Kronomyth 10.0: Anti-Heroes.

The infelicities of the forlorn are a Lou Reed specialty. Discussing the best way to ditch a dead body (“Street Hassle”), musing on the advantages of an ethnic change (“I Wanna Be Black”), Reed’s Everyman is blissfully ignorant that he’s out of options and any choice he makes will be the wrong one.

At the time of its release, many hailed Street Hassle as a new masterpiece. I’ve always seen it as more of a monsterpiece: a Frankenstein of ambition, confrontation and self-evisceration that one regards with a sense of horror and awe. Recorded in Germany, Street Hassle has a lot in common with David Bowie’s Heroes, although Reed opts for a rougher feel, going so far as to split the record between live and studio performances (the live performances are evident only in a smattering of applause at the beginning/end of the song). The album’s centerpiece is the three-part title track, which some have called an urban triptych (interestingly, an edited version of the song tells a different story). That song and the old VU track “Real Good Time Together” recall Reed’s glory days with his old band.

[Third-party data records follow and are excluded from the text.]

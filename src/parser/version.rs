//! HTTP version parser: strictly `HTTP/<digit>.<digit>` followed by the
//! request line's terminating CRLF (spec §4.2).

use super::Feed;

const LITERAL: &[u8] = b"HTTP/";

#[derive(Clone, Copy)]
enum Phase {
    Literal(usize),
    Major,
    Dot,
    Minor,
    Cr,
    Lf,
}

pub struct VersionParser {
    phase: Phase,
    major: u8,
    minor: u8,
}

impl VersionParser {
    pub fn new() -> Self {
        VersionParser {
            phase: Phase::Literal(0),
            major: 0,
            minor: 0,
        }
    }

    pub fn feed(&mut self, byte: u8) -> Feed {
        match self.phase {
            Phase::Literal(matched) => {
                if byte != LITERAL[matched] {
                    return Feed::Error;
                }
                let matched = matched + 1;
                self.phase = if matched == LITERAL.len() {
                    Phase::Major
                } else {
                    Phase::Literal(matched)
                };
                Feed::Continue
            }
            Phase::Major => {
                // The proxy speaks HTTP/1.x only (spec §6); a syntactically
                // digit-shaped but unsupported major version (e.g. "9") is
                // still a version ERROR, not merely an unsupported-but-valid
                // parse (spec §8 scenario 6).
                if byte != b'1' {
                    return Feed::Error;
                }
                self.major = byte - b'0';
                self.phase = Phase::Dot;
                Feed::Continue
            }
            Phase::Dot => {
                if byte != b'.' {
                    return Feed::Error;
                }
                self.phase = Phase::Minor;
                Feed::Continue
            }
            Phase::Minor => {
                if byte != b'0' && byte != b'1' {
                    return Feed::Error;
                }
                self.minor = byte - b'0';
                self.phase = Phase::Cr;
                Feed::Continue
            }
            Phase::Cr => {
                if byte != b'\r' {
                    return Feed::Error;
                }
                self.phase = Phase::Lf;
                Feed::Continue
            }
            Phase::Lf => {
                if byte != b'\n' {
                    return Feed::Error;
                }
                Feed::Done
            }
        }
    }

    pub fn major(&self) -> u8 {
        self.major
    }

    pub fn minor(&self) -> u8 {
        self.minor
    }
}

#[cfg(test)]
mod tests {
    use super::*;

    fn feed_all(s: &[u8]) -> Feed {
        let mut p = VersionParser::new();
        let mut last = Feed::Continue;
        for &b in s {
            last = p.feed(b);
            if last != Feed::Continue {
                return last;
            }
        }
        last
    }

    #[test]
    fn accepts_http_1_1() {
        assert_eq!(feed_all(b"HTTP/1.1\r\n"), Feed::Done);
    }

    #[test]
    fn accepts_http_1_0() {
        assert_eq!(feed_all(b"HTTP/1.0\r\n"), Feed::Done);
    }

    #[test]
    fn rejects_unsupported_major_version() {
        assert_eq!(feed_all(b"HTTP/9.9\r\n"), Feed::Error);
        assert_eq!(feed_all(b"HTTP/x.1\r\n"), Feed::Error);
    }

    #[test]
    fn rejects_wrong_literal() {
        assert_eq!(feed_all(b"HTCP/1.1\r\n"), Feed::Error);
    }
}
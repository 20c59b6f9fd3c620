//! Shared non-blocking read/write wrappers over raw fds (sockets and
//! pipes alike) used by the connection state machine and the transform
//! stage.

use std::io;
use std::os::unix::io::RawFd;

use nix::errno::Errno;
use nix::unistd::{read, write};

/// `Ok(None)` means "would block", `Ok(Some(0))` means EOF, `Ok(Some(n))`
/// means `n` bytes landed in `buf`.
pub fn nonblocking_read(fd: RawFd, buf: &mut [u8]) -> io::Result<Option<usize>> {
    match read(fd, buf) {
        Ok(n) => Ok(Some(n)),
        Err(Errno::EAGAIN) => Ok(None),
        Err(e) => Err(io::Error::from_raw_os_error(e as i32)),
    }
}

pub fn nonblocking_write(fd: RawFd, buf: &[u8]) -> io::Result<Option<usize>> {
    match write(fd, buf) {
        Ok(n) => Ok(Some(n)),
        Err(Errno::EAGAIN) => Ok(None),
        Err(Errno::EPIPE) => Ok(Some(0)),
        Err(e) => Err(io::Error::from_raw_os_error(e as i32)),
    }
}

I used to own this album on cassette, and maybe it was the binaural recording technique at work, but it sounded awesome in my car. The headphones seem to bring the album’s ugliness to light. As a result, “Wait” and “Shooting Star” aren’t quite the joyride I remember. Street Hassle doesn’t assuage the gnawing sense that Lou Reed is playing you for a fool on the carnival ride version of Dante’s Inferno, but if it gives you a thrill and makes you hold your sweetheart a little tighter, well, anything worth having is worth a little hassle.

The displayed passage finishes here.